Stacker (YC S20) – Create Apps from Airtable or Google Sheets

We're Michael and Sam, co-founders of Stacker (https://stacker.app/). We let anyone create custom software powered by data from Airtable or Google Sheets, with a nice UI, auth and rich permissions. Think Internal Tools, Custom CRMs, and Customer Portals.

We've been working for ages on building something that lets non-technical people create software without code. We spent about 2 years building a really powerful and complicated drag-and-drop no-code app builder. It was really awesome, it could create social networks, SaaS, marketplaces – the works. The only problem was: nobody could use it unless they were already a developer! It turned out that even though you weren't technically writing any code… you were still actually programming, still thinking like a developer. Just with a really inefficient set of no-code tools.

We (eventually!) realised that non-devs were already building systems anyway; but instead of code they were using spreadsheets.

Spreadsheets are basically the world's most used database/IDE. They're great for modelling and managing data. But, if you've ever used someone else's sheet you'll know that they're not the best way to interact with the data. Giving someone access to your spreadsheet is pretty much like giving someone access to your SQL database – they won't understand it, they might see more than they should, and they might break the whole thing.

Stacker is basically an app layer on top of spreadsheet. We let you set up a nice UI, add user login, and limit who can see/do what using permissions. We also handle abstracting away the limitations of the APIs of Airtable/Google Sheets so that the whole thing stays performant.

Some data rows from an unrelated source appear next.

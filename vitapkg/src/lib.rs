//! **vitapkg** - streaming PKG download, decryption and install staging
//! for the PlayStation Vita family.
//!
//! The crate fetches an encrypted PKG over range-resumable HTTP, derives
//! the package key from the header, and interleaves download / AES-CTR
//! decryption / SHA-256 hashing / writing into a staging directory that
//! the platform then promotes into the installed library.
//!
//! # Modules
//! | Module | Role |
//! |--------|------|
//! | [`pipeline`] | the streaming download session (the core) |
//! | [`format`]   | PKG container layouts |
//! | [`crypto`]   | key ladder + seekable AES-CTR |
//! | [`install`]  | post-download placement dispatcher |
//! | [`comppack`] | compatibility-pack install |
//! | [`http`], [`io`] | collaborator traits + real implementations |
//!
//! # Example
//!
//! ```ignore
//! use vitapkg::{Download, DownloadRequest, ReqwestSource, StdFilesystem};
//!
//! let mut download = Download::new(
//!     Box::new(ReqwestSource::new()?),
//!     Box::new(StdFilesystem::new()),
//!     "/data/pkgj",
//!     DownloadRequest {
//!         content_id: "EP0000-PCSE00000_00-0000000000000000".into(),
//!         url: "http://example.com/game.pkg".into(),
//!         rif: None,
//!         digest: None,
//!     },
//! )?;
//! download.run()?;
//! ```

pub mod appdb;
pub mod bytes;
pub mod comppack;
pub mod config;
pub mod crypto;
pub mod error;
pub mod format;
pub mod http;
pub mod install;
pub mod io;
pub mod pipeline;
pub mod progress;
pub mod sfo;

pub use config::InstallConfig;
pub use error::{DownloadError, DownloadResult, InstallError, InstallResult};
pub use format::ContentType;
pub use http::{HttpSource, ReqwestSource};
pub use install::{ContentId, InstallTarget, Installer};
pub use io::{Filesystem, StdFilesystem};
pub use pipeline::{Download, DownloadOutcome, DownloadRequest};
pub use progress::{CancelToken, ProgressSnapshot};
//! vitapkg CLI - download and stage PlayStation Vita packages.
//!
//! This binary drives the library's streaming pipeline from the command
//! line. It downloads a PKG into a staging directory, decrypting and
//! verifying on the fly; placement into a real console filesystem is the
//! host's business.

use std::path::PathBuf;
use std::process;

use clap::Parser;
use tracing_subscriber::EnvFilter;

use vitapkg::{ContentId, Download, DownloadOutcome, DownloadRequest, ReqwestSource, StdFilesystem};

#[derive(Parser)]
#[command(name = "vitapkg")]
#[command(about = "Download and decrypt a PlayStation Vita PKG", long_about = None)]
struct Args {
    /// 36-character PSN content id, e.g. EP0000-PCSE00000_00-0000000000000000
    #[arg(long)]
    content_id: String,

    /// Resumable HTTP(S) URL of the package
    #[arg(long)]
    url: String,

    /// Staging directory; the package lands in <dir>/<content-id>
    #[arg(long, default_value = "pkgj")]
    output: PathBuf,

    /// File containing the 512-byte RIF license blob
    #[arg(long)]
    rif: Option<PathBuf>,

    /// Expected SHA-256 of the whole package, as 64 hex digits
    #[arg(long)]
    sha256: Option<String>,
}

fn parse_digest(hex: &str) -> Result<[u8; 32], String> {
    if hex.len() != 64 {
        return Err(format!("expected 64 hex digits, got {}", hex.len()));
    }
    let mut digest = [0u8; 32];
    for (i, byte) in digest.iter_mut().enumerate() {
        *byte = u8::from_str_radix(&hex[i * 2..i * 2 + 2], 16)
            .map_err(|_| format!("bad hex at position {}", i * 2))?;
    }
    Ok(digest)
}

fn main() {
    tracing_subscriber::fmt()
        .with_env_filter(EnvFilter::try_from_default_env().unwrap_or_else(|_| EnvFilter::new("info")))
        .init();

    let args = Args::parse();

    if let Err(e) = ContentId::parse(&args.content_id) {
        eprintln!("Error: {e}");
        process::exit(1);
    }

    let digest = match args.sha256.as_deref().map(parse_digest) {
        Some(Ok(digest)) => Some(digest),
        Some(Err(e)) => {
            eprintln!("Error: invalid --sha256: {e}");
            process::exit(1);
        }
        None => None,
    };

    let rif = match args.rif.as_deref().map(std::fs::read) {
        Some(Ok(rif)) => Some(rif),
        Some(Err(e)) => {
            eprintln!("Error: cannot read RIF file: {e}");
            process::exit(1);
        }
        None => None,
    };

    let http = match ReqwestSource::new() {
        Ok(http) => http,
        Err(e) => {
            eprintln!("Error: {e}");
            process::exit(1);
        }
    };

    let download = Download::new(
        Box::new(http),
        Box::new(StdFilesystem::new()),
        args.output,
        DownloadRequest {
            content_id: args.content_id,
            url: args.url,
            rif,
            digest,
        },
    );
    let download = match download {
        Ok(download) => download,
        Err(e) => {
            eprintln!("Error: {e}");
            process::exit(1);
        }
    };

    let mut download = download.with_progress(Box::new(|snapshot| {
        if snapshot.total_bytes > 0 {
            let percent = snapshot.bytes_downloaded as f64 / snapshot.total_bytes as f64 * 100.0;
            println!(
                "{:5.1}%  {:>12} / {} bytes  {}",
                percent, snapshot.bytes_downloaded, snapshot.total_bytes, snapshot.item_name
            );
        }
    }));

    match download.run() {
        Ok(DownloadOutcome::Completed) => {
            println!("Staged into {}", download.root().display());
        }
        Ok(DownloadOutcome::Cancelled) => {
            println!(
                "Cancelled at byte {}; rerun to resume",
                download.download_offset()
            );
        }
        Err(e) => {
            eprintln!("Error: {e}");
            process::exit(1);
        }
    }
}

The main two cases where people find Stacker useful are:

1. they want to create internal tools that are easier to use/understand

2. they want to allow customers/partners access to some of the data in their sheet without giving the whole thing

We've been really excited that most of our early users have been non-technical people who hadn't ever thought they could create software for their business. People have been creating marketplaces, CRMs, resources centres, order-tracking portals, ERPs… lots of stuff. We're a monthly SaaS model starting at $39pcm – we handle all the hosting, infrastructure, and even SSL certs etc.

Right now we support Airtable and Google Sheets, but we'd like to expand out to include other data sources like SQL databases, APIs and even MS Excel(!).

Underneath the hood we've got a bunch of technology from our original web app builder – a python backend that creates on-the-fly endpoints depending on the user's data model, and react frontend that can flexibly layout the app. Then on top of that, we've got a service that analyses the schema from your sheet and automatically creates your initial Stacker app.

I'd love to hear what use cases you can think of for this, either internal or external, and what you'd like to see it do in the future! Check it out here: https://stacker.app

p.s. History update – you might remember us from when we did a very early alpha launch as "Toga" a few months back (https://news.ycombinator.com/item?id=22746663). Thanks to everyone who helped us iron out all the bugs from that!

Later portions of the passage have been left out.